How to complete this task -> Pull out from the material below all lines with "static".

++++++++

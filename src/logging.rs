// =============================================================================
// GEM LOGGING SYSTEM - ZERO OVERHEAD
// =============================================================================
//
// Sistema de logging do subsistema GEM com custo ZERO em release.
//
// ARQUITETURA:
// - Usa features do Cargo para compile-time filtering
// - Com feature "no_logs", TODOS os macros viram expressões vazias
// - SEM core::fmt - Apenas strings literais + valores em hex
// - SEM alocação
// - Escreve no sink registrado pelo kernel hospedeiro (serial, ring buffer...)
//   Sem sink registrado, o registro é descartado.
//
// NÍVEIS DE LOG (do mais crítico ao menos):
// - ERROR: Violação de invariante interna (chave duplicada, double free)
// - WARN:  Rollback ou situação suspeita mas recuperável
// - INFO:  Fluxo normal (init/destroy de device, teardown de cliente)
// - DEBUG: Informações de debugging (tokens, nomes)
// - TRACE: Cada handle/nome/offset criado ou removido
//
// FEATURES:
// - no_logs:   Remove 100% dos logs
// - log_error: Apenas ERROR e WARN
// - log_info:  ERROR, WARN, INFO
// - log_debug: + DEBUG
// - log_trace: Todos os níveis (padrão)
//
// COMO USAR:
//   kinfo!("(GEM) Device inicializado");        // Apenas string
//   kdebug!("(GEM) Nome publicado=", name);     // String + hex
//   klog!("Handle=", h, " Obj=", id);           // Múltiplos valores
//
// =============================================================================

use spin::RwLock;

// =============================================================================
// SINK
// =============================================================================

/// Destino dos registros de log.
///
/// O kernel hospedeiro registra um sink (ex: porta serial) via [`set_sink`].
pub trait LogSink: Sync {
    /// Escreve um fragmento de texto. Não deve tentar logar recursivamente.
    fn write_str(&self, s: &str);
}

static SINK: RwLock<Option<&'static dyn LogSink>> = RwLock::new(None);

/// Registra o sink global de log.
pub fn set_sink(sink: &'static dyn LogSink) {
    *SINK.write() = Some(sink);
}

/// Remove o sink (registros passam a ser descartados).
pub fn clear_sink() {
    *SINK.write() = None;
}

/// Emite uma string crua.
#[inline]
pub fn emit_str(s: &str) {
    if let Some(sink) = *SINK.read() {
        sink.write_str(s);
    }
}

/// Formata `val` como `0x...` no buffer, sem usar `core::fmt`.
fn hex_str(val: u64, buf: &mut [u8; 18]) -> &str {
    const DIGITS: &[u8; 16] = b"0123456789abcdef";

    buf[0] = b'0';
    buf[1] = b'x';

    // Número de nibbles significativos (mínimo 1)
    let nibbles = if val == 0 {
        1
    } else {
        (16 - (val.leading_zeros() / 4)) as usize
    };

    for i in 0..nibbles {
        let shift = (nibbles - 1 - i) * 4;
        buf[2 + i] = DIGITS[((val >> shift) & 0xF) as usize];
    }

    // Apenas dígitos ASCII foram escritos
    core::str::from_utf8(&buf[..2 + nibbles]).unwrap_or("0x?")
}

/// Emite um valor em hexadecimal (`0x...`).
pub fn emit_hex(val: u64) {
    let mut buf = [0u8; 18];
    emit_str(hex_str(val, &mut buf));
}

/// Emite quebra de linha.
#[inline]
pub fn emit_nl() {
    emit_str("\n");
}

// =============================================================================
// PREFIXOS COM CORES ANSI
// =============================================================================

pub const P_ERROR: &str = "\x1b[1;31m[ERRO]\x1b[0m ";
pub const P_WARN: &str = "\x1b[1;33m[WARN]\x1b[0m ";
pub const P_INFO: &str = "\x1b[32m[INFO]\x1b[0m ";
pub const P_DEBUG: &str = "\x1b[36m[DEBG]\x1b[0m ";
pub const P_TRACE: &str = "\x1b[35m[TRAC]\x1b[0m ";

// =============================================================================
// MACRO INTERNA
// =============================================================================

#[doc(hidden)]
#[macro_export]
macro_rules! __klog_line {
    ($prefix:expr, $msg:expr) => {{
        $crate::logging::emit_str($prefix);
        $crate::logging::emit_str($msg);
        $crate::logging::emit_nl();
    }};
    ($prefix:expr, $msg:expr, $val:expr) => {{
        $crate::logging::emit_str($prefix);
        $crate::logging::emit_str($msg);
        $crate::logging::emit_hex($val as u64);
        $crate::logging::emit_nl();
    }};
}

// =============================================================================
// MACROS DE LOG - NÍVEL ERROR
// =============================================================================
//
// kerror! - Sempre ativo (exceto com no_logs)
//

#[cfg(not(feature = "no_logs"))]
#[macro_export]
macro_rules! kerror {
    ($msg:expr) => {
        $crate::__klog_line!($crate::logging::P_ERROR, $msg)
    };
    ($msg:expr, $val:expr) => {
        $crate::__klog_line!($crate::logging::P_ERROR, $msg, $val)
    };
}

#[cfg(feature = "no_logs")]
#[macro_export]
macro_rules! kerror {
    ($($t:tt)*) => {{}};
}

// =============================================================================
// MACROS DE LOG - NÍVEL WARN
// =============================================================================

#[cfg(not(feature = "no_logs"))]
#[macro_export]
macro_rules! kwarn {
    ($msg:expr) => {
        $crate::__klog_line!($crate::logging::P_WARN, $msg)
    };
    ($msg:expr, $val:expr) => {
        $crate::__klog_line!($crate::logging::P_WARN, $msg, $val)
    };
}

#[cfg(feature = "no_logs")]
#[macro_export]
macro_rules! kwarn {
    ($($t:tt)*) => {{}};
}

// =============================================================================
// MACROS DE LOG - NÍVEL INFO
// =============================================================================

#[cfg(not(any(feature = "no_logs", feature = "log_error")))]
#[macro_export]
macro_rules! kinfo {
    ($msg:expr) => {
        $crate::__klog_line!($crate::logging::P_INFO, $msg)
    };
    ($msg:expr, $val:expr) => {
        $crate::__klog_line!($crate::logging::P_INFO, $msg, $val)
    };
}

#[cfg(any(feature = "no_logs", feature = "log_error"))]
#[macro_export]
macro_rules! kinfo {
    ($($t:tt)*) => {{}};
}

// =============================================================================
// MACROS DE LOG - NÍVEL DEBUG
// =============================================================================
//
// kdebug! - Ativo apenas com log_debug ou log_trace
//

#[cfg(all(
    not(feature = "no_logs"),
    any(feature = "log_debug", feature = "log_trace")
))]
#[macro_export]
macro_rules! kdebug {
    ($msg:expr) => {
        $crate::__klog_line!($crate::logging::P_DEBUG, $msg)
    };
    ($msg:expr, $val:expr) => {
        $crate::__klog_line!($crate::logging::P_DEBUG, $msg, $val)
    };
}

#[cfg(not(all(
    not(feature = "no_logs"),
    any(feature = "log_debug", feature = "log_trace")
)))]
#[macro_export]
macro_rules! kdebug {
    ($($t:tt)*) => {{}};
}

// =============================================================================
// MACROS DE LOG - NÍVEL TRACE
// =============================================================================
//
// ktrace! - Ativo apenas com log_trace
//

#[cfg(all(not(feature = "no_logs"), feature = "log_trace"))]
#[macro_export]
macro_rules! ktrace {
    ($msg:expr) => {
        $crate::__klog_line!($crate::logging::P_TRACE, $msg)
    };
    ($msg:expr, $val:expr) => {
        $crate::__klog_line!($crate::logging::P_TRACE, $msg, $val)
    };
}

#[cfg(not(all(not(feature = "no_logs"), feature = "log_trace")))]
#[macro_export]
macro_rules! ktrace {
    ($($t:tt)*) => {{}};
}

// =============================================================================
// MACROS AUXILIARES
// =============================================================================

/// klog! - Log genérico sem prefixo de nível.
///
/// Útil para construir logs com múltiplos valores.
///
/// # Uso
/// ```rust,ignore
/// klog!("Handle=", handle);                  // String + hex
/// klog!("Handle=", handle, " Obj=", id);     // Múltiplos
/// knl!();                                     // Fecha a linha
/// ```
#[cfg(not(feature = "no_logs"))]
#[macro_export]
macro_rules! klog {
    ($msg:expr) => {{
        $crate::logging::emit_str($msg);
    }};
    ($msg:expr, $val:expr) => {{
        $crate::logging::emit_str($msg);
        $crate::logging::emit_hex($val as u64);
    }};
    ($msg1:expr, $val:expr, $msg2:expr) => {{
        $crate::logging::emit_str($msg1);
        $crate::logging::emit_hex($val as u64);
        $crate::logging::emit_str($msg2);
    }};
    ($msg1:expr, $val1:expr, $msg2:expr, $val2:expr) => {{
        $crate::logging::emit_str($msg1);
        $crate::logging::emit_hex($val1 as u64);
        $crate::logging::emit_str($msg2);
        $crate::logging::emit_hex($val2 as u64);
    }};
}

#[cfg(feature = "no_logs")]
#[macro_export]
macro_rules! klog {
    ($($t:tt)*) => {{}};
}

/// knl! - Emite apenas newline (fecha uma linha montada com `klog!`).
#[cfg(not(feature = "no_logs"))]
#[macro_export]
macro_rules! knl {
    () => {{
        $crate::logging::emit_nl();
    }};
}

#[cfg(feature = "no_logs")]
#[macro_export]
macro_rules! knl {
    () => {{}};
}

++++++++

Completed task ->
static SINK: RwLock<Option<&'static dyn LogSink>> = RwLock::new(None);
pub fn set_sink(sink: &'static dyn LogSink) {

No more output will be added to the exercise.